A fellow journalist complained recently about being mistreated by the Medical Association of Tanzania (MAT) president, Dr Shadrack Mwaibambe, during a phone call. The reporter wanted to find out a few things about the current COVID-19 situation from the leader of Tanzania’s healthcare staff union. To the reporter’s annoyance, however, instead Dr. Mwaibambe shouted at him, calling him names and even declining to answer the reporter’s questions.

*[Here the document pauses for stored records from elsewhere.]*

//! In-memory task store
//!
//! Tasks live in a sharded [`DashMap`], so updates to different tasks never
//! contend on one lock while each single-task update stays atomic.

use dashmap::DashMap;
use tracing::{debug, warn};

use crate::error::A2aError;
use crate::protocol::{Artifact, Task, TaskSendParams, TaskState, TaskStatus};

#[derive(Debug, Default)]
pub struct TaskStore {
    tasks: DashMap<String, Task>,
}

impl TaskStore {
    pub fn new() -> Self {
        Self::default()
    }

    /// Create the task in `submitted` state, or append the message to an existing one
    pub fn upsert(&self, params: &TaskSendParams) -> Task {
        let mut entry = self.tasks.entry(params.id.clone()).or_insert_with(|| {
            debug!("Creating task {}", params.id);
            Task {
                id: params.id.clone(),
                session_id: Some(params.session_id.clone()),
                status: TaskStatus::new(TaskState::Submitted, None),
                artifacts: None,
                history: Some(Vec::new()),
                metadata: params.metadata.clone(),
            }
        });
        entry
            .history
            .get_or_insert_with(Vec::new)
            .push(params.message.clone());
        entry.clone()
    }

    /// Replace the status and append any artifacts
    pub fn update_status(
        &self,
        id: &str,
        status: TaskStatus,
        artifacts: Option<Vec<Artifact>>,
    ) -> Result<Task, A2aError> {
        let Some(mut task) = self.tasks.get_mut(id) else {
            warn!("Task {} not found for update", id);
            return Err(A2aError::TaskNotFound(id.to_string()));
        };
        debug!("Task {} -> {}", id, status.state);
        task.status = status;
        if let Some(artifacts) = artifacts {
            task.artifacts.get_or_insert_with(Vec::new).extend(artifacts);
        }
        Ok(task.clone())
    }

    pub fn get(&self, id: &str) -> Option<Task> {
        self.tasks.get(id).map(|t| t.value().clone())
    }

    /// Task with its history cut to the last `history_length` messages
    /// (none when unset or zero)
    pub fn get_with_history(&self, id: &str, history_length: Option<usize>) -> Result<Task, A2aError> {
        let mut task = self
            .get(id)
            .ok_or_else(|| A2aError::TaskNotFound(id.to_string()))?;
        let history = task.history.take().unwrap_or_default();
        task.history = Some(match history_length {
            Some(n) if n > 0 => {
                let skip = history.len().saturating_sub(n);
                history.into_iter().skip(skip).collect()
            }
            _ => Vec::new(),
        });
        Ok(task)
    }

    pub fn contains(&self, id: &str) -> bool {
        self.tasks.contains_key(id)
    }

    pub fn len(&self) -> usize {
        self.tasks.len()
    }

    pub fn is_empty(&self) -> bool {
        self.tasks.is_empty()
    }
}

I am convinced that there is only one explanation as to why Dr. Mwaibambe felt the urge to react the way he did: a guilty conscience. And I would like to be fair with him by pointing out that he is not alone. Each and every person in Tanzania who knows that there is a responsibility they shirked in relation to COVID-19 would have reacted in the same way as the medical doctor did. These include leaders of trade unions who, for reasons best known to themselves, have failed to protect both the safety and welfare of their members amidst a public health crisis that has claimed the lives of so many Tanzanians.
In recent days, with reports of the arrival of a new and far deadlier coronavirus variant in Tanzania, death announcements have been circulating on various social media platforms in rapid succession. Reports of deaths have been so frequent that the word pole, Swahili for sorry, trended on Twitter. Many of the deaths announced are of high-profile, current, and former senior civil servants, university professors, and religious leaders. It is not known how many ordinary Tanzanians die every day given the authorities’ reluctance to record case counts and share updates with the public.

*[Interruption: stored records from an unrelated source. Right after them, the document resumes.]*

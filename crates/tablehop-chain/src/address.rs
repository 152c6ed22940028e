//! 20-byte EVM addresses with EIP-55 checksum rendering

use k256::ecdsa::VerifyingKey;
use k256::elliptic_curve::sec1::ToEncodedPoint as _;
use serde::{Deserialize, Deserializer, Serialize, Serializer};
use std::str::FromStr;

use crate::error::ChainError;
use crate::signer::keccak256;

/// An Ethereum-compatible account address
#[derive(Debug, Clone, Copy, PartialEq, Eq, Hash, Default)]
pub struct EvmAddress([u8; 20]);

impl EvmAddress {
    pub const ZERO: EvmAddress = EvmAddress([0u8; 20]);

    pub fn from_bytes(bytes: [u8; 20]) -> Self {
        Self(bytes)
    }

    pub fn as_bytes(&self) -> &[u8; 20] {
        &self.0
    }

    /// Derive from a secp256k1 public key: last 20 bytes of keccak256 over the
    /// uncompressed point without its 0x04 prefix.
    pub fn from_verifying_key(key: &VerifyingKey) -> Self {
        let encoded = key.to_encoded_point(false);
        let hash = keccak256(&encoded.as_bytes()[1..]);
        let mut out = [0u8; 20];
        out.copy_from_slice(&hash[12..]);
        Self(out)
    }

    pub fn is_zero(&self) -> bool {
        self.0 == [0u8; 20]
    }

    /// Lowercase hex with 0x prefix
    pub fn to_lower_hex(&self) -> String {
        format!("0x{}", hex::encode(self.0))
    }

    /// EIP-55 mixed-case checksum form
    pub fn to_checksum(&self) -> String {
        let lower = hex::encode(self.0);
        let hash = keccak256(lower.as_bytes());
        let mut out = String::with_capacity(42);
        out.push_str("0x");
        for (i, c) in lower.chars().enumerate() {
            let nibble = if i % 2 == 0 {
                hash[i / 2] >> 4
            } else {
                hash[i / 2] & 0x0f
            };
            if c.is_ascii_alphabetic() && nibble >= 8 {
                out.push(c.to_ascii_uppercase());
            } else {
                out.push(c);
            }
        }
        out
    }

    /// Case-insensitive comparison against a textual address
    pub fn matches(&self, other: &str) -> bool {
        other
            .trim()
            .parse::<EvmAddress>()
            .map(|parsed| parsed == *self)
            .unwrap_or(false)
    }
}

impl FromStr for EvmAddress {
    type Err = ChainError;

    fn from_str(s: &str) -> Result<Self, Self::Err> {
        let trimmed = s.trim();
        let digits = trimmed
            .strip_prefix("0x")
            .or_else(|| trimmed.strip_prefix("0X"))
            .unwrap_or(trimmed);
        if digits.len() != 40 {
            return Err(ChainError::InvalidAddress(format!(
                "expected 40 hex digits, got {}",
                digits.len()
            )));
        }
        let bytes = hex::decode(digits).map_err(|e| ChainError::InvalidAddress(e.to_string()))?;
        let mut out = [0u8; 20];
        out.copy_from_slice(&bytes);
        Ok(Self(out))
    }
}

impl std::fmt::Display for EvmAddress {
    fn fmt(&self, f: &mut std::fmt::Formatter<'_>) -> std::fmt::Result {
        write!(f, "{}", self.to_checksum())
    }
}

impl Serialize for EvmAddress {
    fn serialize<S: Serializer>(&self, serializer: S) -> Result<S::Ok, S::Error> {
        serializer.serialize_str(&self.to_checksum())
    }
}

impl<'de> Deserialize<'de> for EvmAddress {
    fn deserialize<D: Deserializer<'de>>(deserializer: D) -> Result<Self, D::Error> {
        let s = String::deserialize(deserializer)?;
        s.parse().map_err(serde::de::Error::custom)
    }
}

The new wave of COVID-19 did Tanzanians a favor by making the government abandon its false and dangerous claims that Tanzania was COVID-free. It has forced President John Magufuli to admit that the deadly virus is indeed present in Tanzania, though ignorantly blaming it on Tanzanians who went abroad to get vaccinated. Despite the alarming number of deaths, Magufuli has insisted that he does not intend to lockdown the country, therefore allowing businesses to go on as usual—a risky decision, but welcomed by many Tanzanians. The government has nevertheless urged people to take precautions against the disease, including, of course, using traditional medicines.
It is not clear how Tanzania is going to contain the spread of COVID-19 when schools and colleges remain open and protection measures are limited. No doubt students, their tutors, and staff will be exposed to the virus and risk losing their lives. A few privately-owned companies and entities have closed their offices and renewed their arrangements of working from home. Many public institutions, however, haven’t adopted that arrangement and workers in this sector are most often reliant on public transport, where safety measures are anything but desirable.

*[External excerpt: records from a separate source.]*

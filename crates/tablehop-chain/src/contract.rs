//! Task contract binding
//!
//! The contract keeps one record per task uuid:
//!
//! - `confirmTask(uint256 uuid, address serviceAgent) payable`
//! - `completeTask(uint256 uuid)`
//! - `tasks(uint256) -> (taskAgent, serviceAgent, isCompleted, createdAt, lastestCompletedAt, payAmount)`

use async_trait::async_trait;
use serde::{Deserialize, Serialize};
use std::time::Duration;
use tracing::{debug, info};

use crate::address::EvmAddress;
use crate::error::ChainError;
use crate::rpc::{EthRpc, TransactionReceipt};
use crate::signer::{EthSigner, keccak256};
use crate::tx::LegacyTransaction;

// ── Task uuid ──────────────────────────────────────────────────────────────

/// 256-bit on-chain task identifier, big-endian
#[derive(Debug, Clone, Copy, PartialEq, Eq, Hash)]
pub struct TaskUuid([u8; 32]);

impl TaskUuid {
    /// Derive from a session id: drop `-`, parse as hex, keep the low 256 bits.
    /// The same session id always yields the same uuid.
    pub fn from_session_id(session_id: &str) -> Result<Self, ChainError> {
        let trimmed = session_id.trim();
        let body = trimmed
            .strip_prefix("0x")
            .or_else(|| trimmed.strip_prefix("0X"))
            .unwrap_or(trimmed);
        let digits: String = body.chars().filter(|c| *c != '-').collect();
        if digits.is_empty() {
            return Err(ChainError::InvalidSessionId("empty session id".into()));
        }
        if let Some(bad) = digits.chars().find(|c| !c.is_ascii_hexdigit()) {
            return Err(ChainError::InvalidSessionId(format!(
                "'{}' is not a hex digit",
                bad
            )));
        }

        // mod 2^256 keeps the last 64 hex digits
        let tail = if digits.len() > 64 {
            &digits[digits.len() - 64..]
        } else {
            digits.as_str()
        };
        let padded = format!("{:0>64}", tail);
        let bytes = hex::decode(&padded).map_err(|e| ChainError::InvalidSessionId(e.to_string()))?;
        let mut out = [0u8; 32];
        out.copy_from_slice(&bytes);
        Ok(Self(out))
    }

    pub fn from_be_bytes(bytes: [u8; 32]) -> Self {
        Self(bytes)
    }

    pub fn to_be_bytes(&self) -> [u8; 32] {
        self.0
    }

    pub fn to_hex(&self) -> String {
        format!("0x{}", hex::encode(self.0))
    }

    /// Base-10 rendering, matching how block explorers show the uuid
    pub fn to_decimal(&self) -> String {
        let mut digits = Vec::new();
        let mut n = self.0;
        while n.iter().any(|b| *b != 0) {
            let mut rem: u32 = 0;
            for byte in n.iter_mut() {
                let cur = (rem << 8) | *byte as u32;
                *byte = (cur / 10) as u8;
                rem = cur % 10;
            }
            digits.push(b'0' + rem as u8);
        }
        if digits.is_empty() {
            return "0".to_string();
        }
        digits.reverse();
        String::from_utf8(digits).unwrap_or_default()
    }
}

impl std::fmt::Display for TaskUuid {
    fn fmt(&self, f: &mut std::fmt::Formatter<'_>) -> std::fmt::Result {
        write!(f, "{}", self.to_decimal())
    }
}

// ── Records ────────────────────────────────────────────────────────────────

/// Decoded `tasks(uuid)` record
#[derive(Debug, Clone, PartialEq, Eq, Serialize, Deserialize)]
pub struct OnChainTask {
    pub task_agent: EvmAddress,
    pub service_agent: EvmAddress,
    pub is_completed: bool,
    pub created_at: u64,
    pub last_completed_at: u64,
    pub pay_amount: u128,
}

/// Access to the task contract, as seen by agents
#[async_trait]
pub trait TaskLedger: Send + Sync {
    async fn task(&self, uuid: &TaskUuid) -> Result<OnChainTask, ChainError>;

    async fn receipt(&self, tx_hash: &str) -> Result<Option<TransactionReceipt>, ChainError>;

    /// Register the task for `service_agent`, paying `bounty_wei`
    async fn confirm_task(
        &self,
        uuid: &TaskUuid,
        service_agent: &EvmAddress,
        bounty_wei: u128,
    ) -> Result<TransactionReceipt, ChainError>;

    async fn complete_task(&self, uuid: &TaskUuid) -> Result<TransactionReceipt, ChainError>;
}

// ── ABI helpers ────────────────────────────────────────────────────────────

fn selector(signature: &str) -> [u8; 4] {
    let hash = keccak256(signature.as_bytes());
    [hash[0], hash[1], hash[2], hash[3]]
}

fn address_word(address: &EvmAddress) -> [u8; 32] {
    let mut word = [0u8; 32];
    word[12..].copy_from_slice(address.as_bytes());
    word
}

fn encode_call(signature: &str, words: &[[u8; 32]]) -> Vec<u8> {
    let mut data = Vec::with_capacity(4 + 32 * words.len());
    data.extend_from_slice(&selector(signature));
    for word in words {
        data.extend_from_slice(word);
    }
    data
}

fn word_to_u128(word: &[u8]) -> Result<u128, ChainError> {
    if word[..16].iter().any(|b| *b != 0) {
        return Err(ChainError::Abi("integer does not fit in 128 bits".into()));
    }
    let mut buf = [0u8; 16];
    buf.copy_from_slice(&word[16..32]);
    Ok(u128::from_be_bytes(buf))
}

fn word_to_u64(word: &[u8]) -> Result<u64, ChainError> {
    u64::try_from(word_to_u128(word)?)
        .map_err(|_| ChainError::Decode("timestamp does not fit in 64 bits".into()))
}

fn word_to_address(word: &[u8]) -> EvmAddress {
    let mut buf = [0u8; 20];
    buf.copy_from_slice(&word[12..32]);
    EvmAddress::from_bytes(buf)
}

/// Decode the six-word return of `tasks(uint256)`
pub fn decode_task_record(data: &[u8]) -> Result<OnChainTask, ChainError> {
    if data.len() < 6 * 32 {
        return Err(ChainError::Abi(format!(
            "tasks() returned {} bytes, expected 192",
            data.len()
        )));
    }
    let word = |i: usize| &data[i * 32..(i + 1) * 32];
    Ok(OnChainTask {
        task_agent: word_to_address(word(0)),
        service_agent: word_to_address(word(1)),
        is_completed: word_to_u128(word(2))? != 0,
        created_at: word_to_u64(word(3))?,
        last_completed_at: word_to_u64(word(4))?,
        pay_amount: word_to_u128(word(5))?,
    })
}

// ── Contract client ────────────────────────────────────────────────────────

/// Node and contract coordinates
#[derive(Debug, Clone, Serialize, Deserialize)]
pub struct ChainConfig {
    #[serde(default = "default_rpc_url")]
    pub rpc_url: String,
    #[serde(default = "default_contract")]
    pub contract_address: String,
    #[serde(default = "default_receipt_attempts")]
    pub receipt_attempts: u32,
    #[serde(default = "default_receipt_interval_ms")]
    pub receipt_interval_ms: u64,
    #[serde(default = "default_timeout_secs")]
    pub timeout_secs: u64,
}

fn default_rpc_url() -> String {
    "http://127.0.0.1:8545/".to_string()
}

fn default_contract() -> String {
    "0x5FbDB2315678afecb367f032d93F642f64180aa3".to_string()
}

fn default_receipt_attempts() -> u32 {
    60
}

fn default_receipt_interval_ms() -> u64 {
    1000
}

fn default_timeout_secs() -> u64 {
    10
}

impl Default for ChainConfig {
    fn default() -> Self {
        Self {
            rpc_url: default_rpc_url(),
            contract_address: default_contract(),
            receipt_attempts: default_receipt_attempts(),
            receipt_interval_ms: default_receipt_interval_ms(),
            timeout_secs: default_timeout_secs(),
        }
    }
}

/// The task contract reached through a JSON-RPC node
pub struct TaskContract {
    rpc: EthRpc,
    address: EvmAddress,
    signer: Option<EthSigner>,
    receipt_attempts: u32,
    receipt_interval: Duration,
}

impl TaskContract {
    pub fn new(config: &ChainConfig, signer: Option<EthSigner>) -> Result<Self, ChainError> {
        let rpc = EthRpc::new(&config.rpc_url, Duration::from_secs(config.timeout_secs))?;
        Ok(Self {
            rpc,
            address: config.contract_address.parse()?,
            signer,
            receipt_attempts: config.receipt_attempts,
            receipt_interval: Duration::from_millis(config.receipt_interval_ms),
        })
    }

    pub fn address(&self) -> EvmAddress {
        self.address
    }

    pub fn signer_address(&self) -> Option<EvmAddress> {
        self.signer.as_ref().map(EthSigner::address)
    }

    async fn transact(&self, value: u128, data: Vec<u8>) -> Result<TransactionReceipt, ChainError> {
        let signer = self.signer.as_ref().ok_or(ChainError::NoSigner)?;
        let from = signer.address();

        let chain_id = self.rpc.chain_id().await?;
        let nonce = self.rpc.transaction_count(&from).await?;
        let gas_price = self.rpc.gas_price().await?;
        let gas_limit = self.rpc.estimate_gas(&from, &self.address, value, &data).await?;

        let tx = LegacyTransaction {
            nonce,
            gas_price,
            gas_limit,
            to: self.address,
            value,
            data,
            chain_id,
        };
        let raw = tx.sign(signer)?;
        let tx_hash = self.rpc.send_raw_transaction(&raw).await?;
        debug!("submitted {} (nonce {}, gas {})", tx_hash, nonce, gas_limit);

        let receipt = self
            .rpc
            .wait_for_receipt(&tx_hash, self.receipt_attempts, self.receipt_interval)
            .await?;
        if !receipt.succeeded() {
            return Err(ChainError::Reverted(tx_hash));
        }
        Ok(receipt)
    }
}

#[async_trait]
impl TaskLedger for TaskContract {
    async fn task(&self, uuid: &TaskUuid) -> Result<OnChainTask, ChainError> {
        let data = encode_call("tasks(uint256)", &[uuid.to_be_bytes()]);
        let out = self.rpc.call(&self.address, &data).await?;
        decode_task_record(&out)
    }

    async fn receipt(&self, tx_hash: &str) -> Result<Option<TransactionReceipt>, ChainError> {
        self.rpc.transaction_receipt(tx_hash).await
    }

    async fn confirm_task(
        &self,
        uuid: &TaskUuid,
        service_agent: &EvmAddress,
        bounty_wei: u128,
    ) -> Result<TransactionReceipt, ChainError> {
        let data = encode_call(
            "confirmTask(uint256,address)",
            &[uuid.to_be_bytes(), address_word(service_agent)],
        );
        let receipt = self.transact(bounty_wei, data).await?;
        info!(
            "confirmTask({}) for {} mined in {}",
            uuid, service_agent, receipt.transaction_hash
        );
        Ok(receipt)
    }

    async fn complete_task(&self, uuid: &TaskUuid) -> Result<TransactionReceipt, ChainError> {
        let data = encode_call("completeTask(uint256)", &[uuid.to_be_bytes()]);
        let receipt = self.transact(0, data).await?;
        info!("completeTask({}) mined in {}", uuid, receipt.transaction_hash);
        Ok(receipt)
    }
}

Despite these concerns, not a single trade union has so far come forward to protest the government’s stance on allowing business as usual. In fact, the utter indifference and lack of solidarity in Tanzania’s labor fraternity is blatant. One case involves the reprimand of Professor Elifas Bisanda, Vice Chancellor of the Open University of Tanzania, for merely acknowledging the presence of COVID-19 in the country and urging the university community to take necessary care. For this Professor Bisanda was reprimanded by the Ministry of Education and required to apologize, with no support from the Tanzania Higher Learning Institutions Trade Union (THTU).
There are few exceptions, however, with the Tanganyika Law Society (TLS) providing a model of what workers and professional associations are supposed to do during a pandemic of this nature. On February 19, the Bar Society issued a statement demanding the government tell people the truth about the presence of COVID-19 in the country. Uncharacteristically, the TLS revealed that between January 1 and February 19, a total of 25 of its members died of various diseases including COVID-19, and it urged authorities to ramp up protective measures.
There are many explanations for the lack of militancy in Tanzania’s trade unions, but the biggest factor has been state interference in unions’ daily operations. This is combined with the infiltration of trade unions by cadres of the ruling Chama cha Mapinduzi (CCM). The relationship between the trade unions and the ruling party is visible at local level where CCM district or regional leaders make their way into union leadership positions, or former trade union leaders contest for public office on the CCM ticket.
The COVID-19 pandemic has exposed the fragility of Tanzania’s democracy. Power rests in the hands of a few, who have the ultimate luxury to decide how they can wield it, with little to no accountability to the citizens who elected them. Tanzania’s workers are counted on to produce the wealth of the country, but their unions are participating in their sacrifice at the altar of the egos of the ruling elites.